The team from WU, which is lead by a psychologist who is also a WU Assistant Vice Chancellor and the Director of the CAL, includes experts in post-secondary disability services, faculty and staff with expertise in college calculus and chemistry education, and an expert in post-secondary learning services for students with learning and attention disabilities. The proposal includes a quasi-experimental design to compare the calculus and chemistry performance of approximately 40 students with learning and attention disabilities who participate in the APLTL program, to the performance of a cohort of similar students enrolled in the same courses who do not participate in the program.

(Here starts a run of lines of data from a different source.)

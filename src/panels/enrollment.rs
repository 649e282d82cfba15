//! Voice and face enrollment for the signed-in user.
//!
//! Both flows start by confirming the current password. Recognition is
//! simulated: listening and uploading are ticketed transitions that a timer
//! finishes, so closing the dialog mid-way cancels whatever is in flight.

use std::time::Duration;

use chrono::{DateTime, Utc};

use super::ValidationError;
use crate::transition::{Transition, TransitionTicket};

/// Phrase the user reads aloud
pub const VOICE_PHRASE: &str =
    "Hola asistente, estoy configurando mi perfil de voz para el sistema de casa inteligente";
/// Simulated listening window
pub const VOICE_LISTEN: Duration = Duration::from_millis(3000);
/// Mocked upload of a voice sample or the face photos
pub const UPLOAD_DELAY: Duration = Duration::from_millis(1000);
pub const MAX_FACE_PHOTOS: usize = 3;

/// The mock session keeps no password, so any non-blank entry confirms it
fn check_current_password(password: &str) -> Result<(), ValidationError> {
    if password.trim().is_empty() {
        return Err(ValidationError::CurrentPasswordRequired);
    }
    Ok(())
}

#[derive(Debug, Clone, Copy, PartialEq, Eq, Default)]
pub enum VoiceStep {
    #[default]
    Locked,
    Ready,
    Listening,
    Captured,
    Uploading,
    Saved,
}

impl VoiceStep {
    pub fn status(self) -> Option<&'static str> {
        match self {
            VoiceStep::Locked => None,
            VoiceStep::Ready => Some("✅ Contraseña verificada. Puedes agregar tu voz."),
            VoiceStep::Listening => Some("Escuchando..."),
            VoiceStep::Captured => Some("Voz capturada. Guárdala para terminar."),
            VoiceStep::Uploading => Some("Guardando voz..."),
            VoiceStep::Saved => Some("✅ Voz registrada."),
        }
    }
}

#[derive(Debug, Clone, Default)]
pub struct VoiceEnrollment {
    step: VoiceStep,
    transcript: Option<String>,
    pending: Transition,
    registered: bool,
}

impl VoiceEnrollment {
    pub fn new() -> Self {
        Self::default()
    }

    pub fn step(&self) -> VoiceStep {
        self.step
    }

    pub fn transcript(&self) -> Option<&str> {
        self.transcript.as_deref()
    }

    pub fn is_verified(&self) -> bool {
        self.step != VoiceStep::Locked
    }

    pub fn is_busy(&self) -> bool {
        matches!(self.step, VoiceStep::Listening | VoiceStep::Uploading)
    }

    /// A sample has been saved at least once
    pub fn is_registered(&self) -> bool {
        self.registered
    }

    pub fn verify_password(&mut self, password: &str) -> Result<(), ValidationError> {
        if self.is_busy() {
            return Err(ValidationError::EnrollmentBusy);
        }
        check_current_password(password)?;
        if self.step == VoiceStep::Locked {
            self.step = VoiceStep::Ready;
        }
        Ok(())
    }

    /// Open the microphone; finish with the ticket after [`VOICE_LISTEN`].
    /// Listening again discards the previous sample.
    pub fn start_listening(&mut self) -> Result<TransitionTicket, ValidationError> {
        match self.step {
            VoiceStep::Locked => Err(ValidationError::VerifyPasswordFirst),
            VoiceStep::Listening | VoiceStep::Uploading => Err(ValidationError::EnrollmentBusy),
            VoiceStep::Ready | VoiceStep::Captured | VoiceStep::Saved => {
                self.transcript = None;
                self.step = VoiceStep::Listening;
                Ok(self.pending.start())
            }
        }
    }

    pub fn finish_listening(&mut self, ticket: TransitionTicket) -> bool {
        if self.step != VoiceStep::Listening || !self.pending.finish(ticket) {
            return false;
        }
        self.transcript = Some(VOICE_PHRASE.to_string());
        self.step = VoiceStep::Captured;
        true
    }

    /// Send the captured sample; finish with the ticket after [`UPLOAD_DELAY`]
    pub fn start_upload(&mut self) -> Result<TransitionTicket, ValidationError> {
        match self.step {
            VoiceStep::Locked => Err(ValidationError::VerifyPasswordFirst),
            VoiceStep::Listening | VoiceStep::Uploading => Err(ValidationError::EnrollmentBusy),
            VoiceStep::Ready | VoiceStep::Saved => Err(ValidationError::NoVoiceSample),
            VoiceStep::Captured => {
                self.step = VoiceStep::Uploading;
                Ok(self.pending.start())
            }
        }
    }

    pub fn finish_upload(&mut self, ticket: TransitionTicket) -> bool {
        if self.step != VoiceStep::Uploading || !self.pending.finish(ticket) {
            return false;
        }
        self.step = VoiceStep::Saved;
        self.registered = true;
        tracing::info!("Voice sample registered");
        true
    }

    /// Dialog closed: cancel anything in flight, keep the verification
    pub fn close(&mut self) {
        self.pending.cancel();
        self.transcript = None;
        if self.step != VoiceStep::Locked {
            self.step = VoiceStep::Ready;
        }
    }
}

#[derive(Debug, Clone, PartialEq, Eq)]
pub struct FacePhoto {
    pub taken_at: DateTime<Utc>,
}

#[derive(Debug, Clone, Default)]
pub struct FaceEnrollment {
    verified: bool,
    photos: Vec<FacePhoto>,
    uploading: Transition,
    registered: bool,
}

impl FaceEnrollment {
    pub fn new() -> Self {
        Self::default()
    }

    pub fn is_verified(&self) -> bool {
        self.verified
    }

    pub fn photos(&self) -> &[FacePhoto] {
        &self.photos
    }

    /// The first photo counts as a detected face
    pub fn face_detected(&self) -> bool {
        !self.photos.is_empty()
    }

    /// Every photo slot is filled; saving is offered
    pub fn is_complete(&self) -> bool {
        self.photos.len() == MAX_FACE_PHOTOS
    }

    pub fn is_uploading(&self) -> bool {
        self.uploading.is_active()
    }

    pub fn is_registered(&self) -> bool {
        self.registered
    }

    pub fn verify_password(&mut self, password: &str) -> Result<(), ValidationError> {
        if self.is_uploading() {
            return Err(ValidationError::EnrollmentBusy);
        }
        check_current_password(password)?;
        self.verified = true;
        Ok(())
    }

    /// Capture a frame. Returns how many photos are held now.
    pub fn take_photo(&mut self) -> Result<usize, ValidationError> {
        if !self.verified {
            return Err(ValidationError::VerifyPasswordFirst);
        }
        if self.is_uploading() {
            return Err(ValidationError::EnrollmentBusy);
        }
        if self.photos.len() >= MAX_FACE_PHOTOS {
            return Err(ValidationError::PhotoLimit {
                max: MAX_FACE_PHOTOS,
            });
        }
        self.photos.push(FacePhoto {
            taken_at: Utc::now(),
        });
        Ok(self.photos.len())
    }

    /// Send the photos; finish with the ticket after [`UPLOAD_DELAY`]
    pub fn start_upload(&mut self) -> Result<TransitionTicket, ValidationError> {
        if !self.verified {
            return Err(ValidationError::VerifyPasswordFirst);
        }
        if self.is_uploading() {
            return Err(ValidationError::EnrollmentBusy);
        }
        if self.photos.is_empty() {
            return Err(ValidationError::NoFacePhotos);
        }
        Ok(self.uploading.start())
    }

    /// Completes the upload and discards the photos
    pub fn finish_upload(&mut self, ticket: TransitionTicket) -> bool {
        if !self.uploading.finish(ticket) {
            return false;
        }
        tracing::info!("Registered face from {} photos", self.photos.len());
        self.photos.clear();
        self.registered = true;
        true
    }

    /// Dialog closed: photos are discarded and any upload is abandoned
    pub fn close(&mut self) {
        self.uploading.cancel();
        self.photos.clear();
    }
}

#[cfg(test)]
mod tests {
    use super::*;

    fn verified_voice() -> VoiceEnrollment {
        let mut voice = VoiceEnrollment::new();
        voice.verify_password("clave").unwrap();
        voice
    }

    fn verified_face() -> FaceEnrollment {
        let mut face = FaceEnrollment::new();
        face.verify_password("clave").unwrap();
        face
    }

    #[test]
    fn test_voice_requires_password_first() {
        let mut voice = VoiceEnrollment::new();
        assert_eq!(
            voice.start_listening(),
            Err(ValidationError::VerifyPasswordFirst)
        );
        assert_eq!(
            voice.verify_password("   "),
            Err(ValidationError::CurrentPasswordRequired)
        );
        assert!(!voice.is_verified());

        voice.verify_password("clave").unwrap();
        assert_eq!(voice.step(), VoiceStep::Ready);
        assert!(voice.step().status().is_some());
    }

    #[test]
    fn test_voice_full_flow() {
        let mut voice = verified_voice();
        assert_eq!(voice.start_upload(), Err(ValidationError::NoVoiceSample));

        let listen = voice.start_listening().unwrap();
        assert!(voice.is_busy());
        assert_eq!(voice.start_listening(), Err(ValidationError::EnrollmentBusy));
        assert!(voice.finish_listening(listen));
        assert_eq!(voice.transcript(), Some(VOICE_PHRASE));

        let upload = voice.start_upload().unwrap();
        // The listening ticket cannot end the upload
        assert!(!voice.finish_upload(listen));
        assert!(voice.finish_upload(upload));
        assert_eq!(voice.step(), VoiceStep::Saved);
        assert!(voice.is_registered());
    }

    #[test]
    fn test_voice_close_cancels_listening() {
        let mut voice = verified_voice();
        let listen = voice.start_listening().unwrap();
        voice.close();
        assert_eq!(voice.step(), VoiceStep::Ready);
        assert!(!voice.finish_listening(listen));
        assert!(voice.transcript().is_none());
    }

    #[test]
    fn test_voice_close_cancels_upload() {
        let mut voice = verified_voice();
        let listen = voice.start_listening().unwrap();
        voice.finish_listening(listen);
        let upload = voice.start_upload().unwrap();
        voice.close();
        assert!(!voice.finish_upload(upload));
        assert!(!voice.is_registered());
    }

    #[test]
    fn test_face_requires_password_first() {
        let mut face = FaceEnrollment::new();
        assert_eq!(face.take_photo(), Err(ValidationError::VerifyPasswordFirst));
        assert_eq!(face.start_upload(), Err(ValidationError::VerifyPasswordFirst));
        assert_eq!(
            face.verify_password(""),
            Err(ValidationError::CurrentPasswordRequired)
        );
    }

    #[test]
    fn test_face_photo_limit() {
        let mut face = verified_face();
        assert!(!face.face_detected());
        for expected in 1..=MAX_FACE_PHOTOS {
            assert_eq!(face.take_photo(), Ok(expected));
        }
        assert!(face.face_detected());
        assert!(face.is_complete());
        assert_eq!(
            face.take_photo(),
            Err(ValidationError::PhotoLimit {
                max: MAX_FACE_PHOTOS
            })
        );
        assert_eq!(face.photos().len(), MAX_FACE_PHOTOS);
    }

    #[test]
    fn test_face_upload() {
        let mut face = verified_face();
        assert_eq!(face.start_upload(), Err(ValidationError::NoFacePhotos));

        face.take_photo().unwrap();
        let ticket = face.start_upload().unwrap();
        assert!(face.is_uploading());
        assert_eq!(face.take_photo(), Err(ValidationError::EnrollmentBusy));
        assert_eq!(face.start_upload(), Err(ValidationError::EnrollmentBusy));

        assert!(face.finish_upload(ticket));
        assert!(face.photos().is_empty());
        assert!(face.is_registered());
        assert!(!face.finish_upload(ticket));
    }

    #[test]
    fn test_face_close_abandons_upload() {
        let mut face = verified_face();
        face.take_photo().unwrap();
        let ticket = face.start_upload().unwrap();
        face.close();
        assert!(!face.is_uploading());
        assert!(face.photos().is_empty());
        assert!(!face.finish_upload(ticket));
        assert!(!face.is_registered());
        // Verification survives closing the dialog
        assert!(face.is_verified());
    }
}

The project directly addresses the RDE-DEI track goals by enriching the academic experiences of students with learning and attention disabilities in post-secondary calculus and chemistry courses, and by demonstrating the effectiveness of a highly specialized mentoring program within a private undergraduate institution. There is a formative and summative project evaluation plan which is being conducted by a WU internal evaluator, Larry Handlin, who is the CAL's Assistant Director for Evaluation. There is also a dissemination plan which includes web-based materials for university faculty and staff to develop similar STEM APLTL programs at other campuses, publications in peer-reviewed professional journals, and presentations at the annual convention of the Association for Higher Education and Disability, the annual University of Connecticut's Post Secondary Training Institute, and the annual RDE PI meeting.